HR: Generally, I don’t have much patience with people who worry about the waste and cost inherent in experimentation. Look at the Soviet Union. What looks to be efficient rationalization is often a system that can’t learn or adapt. But the question is whether health care an exception to that. The system in the U.K. is centralized. But there’s still a tremendous amount of trial-and-error built into it. It’s medicine, after all. You have randomized trials going on constantly. You have the journals of medicine. I wonder if they’re able to get away with a bureaucratic centralization because the actual medical practice remains very experimental.
EK: One possibility that your answer seems to suggest is that the useful site for experimentation in the health-care system is in medical treatments, not insurance products. What we really have is enormous variation in insurance products and arrangements and that seems to have mostly led to a lot of cost.
TH: My guess is that insurance in the U.S. system is an important mediator of the whole thing costing a tremendous amount.
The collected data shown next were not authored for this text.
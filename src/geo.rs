//! Coordinates and great-circle distance
//!
//! Pure functions only; everything here is deterministic and unit tested.

use glam::DVec2;
use serde::{Deserialize, Serialize};

use crate::consts::EARTH_RADIUS_M;
use crate::error::GameError;

/// A latitude/longitude pair in degrees
#[derive(Debug, Clone, Copy, PartialEq, Serialize, Deserialize)]
#[serde(try_from = "RawCoordinate")]
pub struct Coordinate {
    lat: f64,
    lng: f64,
}

#[derive(Deserialize)]
struct RawCoordinate {
    lat: f64,
    lng: f64,
}

impl TryFrom<RawCoordinate> for Coordinate {
    type Error = GameError;

    fn try_from(raw: RawCoordinate) -> Result<Self, Self::Error> {
        Coordinate::new(raw.lat, raw.lng)
    }
}

impl Coordinate {
    /// Null island, the default guess map center
    pub const ORIGIN: Coordinate = Coordinate { lat: 0.0, lng: 0.0 };

    pub fn new(lat: f64, lng: f64) -> Result<Self, GameError> {
        let valid = lat.is_finite()
            && lng.is_finite()
            && (-90.0..=90.0).contains(&lat)
            && (-180.0..=180.0).contains(&lng);
        if !valid {
            return Err(GameError::InvalidCoordinate { lat, lng });
        }
        Ok(Self { lat, lng })
    }

    pub fn lat(&self) -> f64 {
        self.lat
    }

    pub fn lng(&self) -> f64 {
        self.lng
    }

    /// Planar (lat, lng) vector for interpolation and polygon math
    pub fn as_dvec2(&self) -> DVec2 {
        DVec2::new(self.lat, self.lng)
    }

    /// Build from a planar vector, clamping into the valid ranges
    pub fn from_dvec2(v: DVec2) -> Self {
        Self {
            lat: v.x.clamp(-90.0, 90.0),
            lng: v.y.clamp(-180.0, 180.0),
        }
    }
}

/// Great-circle distance in meters (haversine on a sphere)
pub fn measure_distance(from: Coordinate, to: Coordinate) -> f64 {
    let phi_1 = from.lat.to_radians();
    let phi_2 = to.lat.to_radians();
    let delta_phi = (to.lat - from.lat).to_radians();
    let delta_lambda = (to.lng - from.lng).to_radians();
    let a = (delta_phi / 2.0).sin().powi(2)
        + phi_1.cos() * phi_2.cos() * (delta_lambda / 2.0).sin().powi(2);
    let c = 2.0 * a.sqrt().atan2((1.0 - a).max(0.0).sqrt());
    EARTH_RADIUS_M * c
}

/// Human readable distance, truncated (never rounded up)
///
/// - below 1 km: meters with one decimal
/// - below 20 km: kilometers with one decimal
/// - otherwise: whole kilometers
pub fn format_distance(meters: f64) -> String {
    if meters < 1000.0 {
        return format!("{} m", (meters * 10.0).floor() / 10.0);
    }
    if meters < 20000.0 {
        return format!("{} km", (meters / 100.0).floor() / 10.0);
    }
    format!("{} km", (meters / 1000.0).floor())
}

/// Point on the straight (lat, lng) segment from `from` to `to`
///
/// `t` is clamped to [0, 1]; the reveal line sweeps along this path.
pub fn interpolate(from: Coordinate, to: Coordinate, t: f64) -> Coordinate {
    Coordinate::from_dvec2(from.as_dvec2().lerp(to.as_dvec2(), t.clamp(0.0, 1.0)))
}

/// Axis-aligned lat/lng bounds used to fit the overview map
#[derive(Debug, Clone, Copy, PartialEq, Serialize, Deserialize)]
pub struct Bounds {
    pub south: f64,
    pub west: f64,
    pub north: f64,
    pub east: f64,
}

impl Bounds {
    pub fn around(point: Coordinate) -> Self {
        Self {
            south: point.lat,
            west: point.lng,
            north: point.lat,
            east: point.lng,
        }
    }

    /// Smallest bounds containing every point, `None` when empty
    pub fn enclosing(points: impl IntoIterator<Item = Coordinate>) -> Option<Self> {
        let mut points = points.into_iter();
        let first = points.next()?;
        Some(points.fold(Self::around(first), |mut bounds, p| {
            bounds.extend(p);
            bounds
        }))
    }

    pub fn extend(&mut self, point: Coordinate) {
        self.south = self.south.min(point.lat);
        self.north = self.north.max(point.lat);
        self.west = self.west.min(point.lng);
        self.east = self.east.max(point.lng);
    }

    pub fn contains(&self, point: Coordinate) -> bool {
        (self.south..=self.north).contains(&point.lat) && (self.west..=self.east).contains(&point.lng)
    }
}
There are some things you can predict on theory alone but a system where the costs are shared but the choices are made by individuals is a system where you’d expect an awful lot of unnecessary or marginal health care. I remember an article by Malcolm Gladwell on this subject, where he said no one goes and has a hip replacement for fun. I thought he was wrong. There are many procedures done because they are effectively free or very cheap for the person who decides whether to have them done, profitable for the person who decides whether the procedure should happen, and the bill is paid elsewhere.
EK: My understanding, though, is that Americans aren’t really overtreated as compared to Europeans. In many cases, we get less care than you guys do, but pay much more per unit of care. I’ve always thought the strongest argument in favor of these costs is that we’re funding innovation that the rest of the world free rides off of. On the other hand, simply overpaying for things is probably not the smartest way to goose innovation.
TH: I think that’s plausible. There probably is more innovation that you guys are paying for, so thanks very much, we all owe you.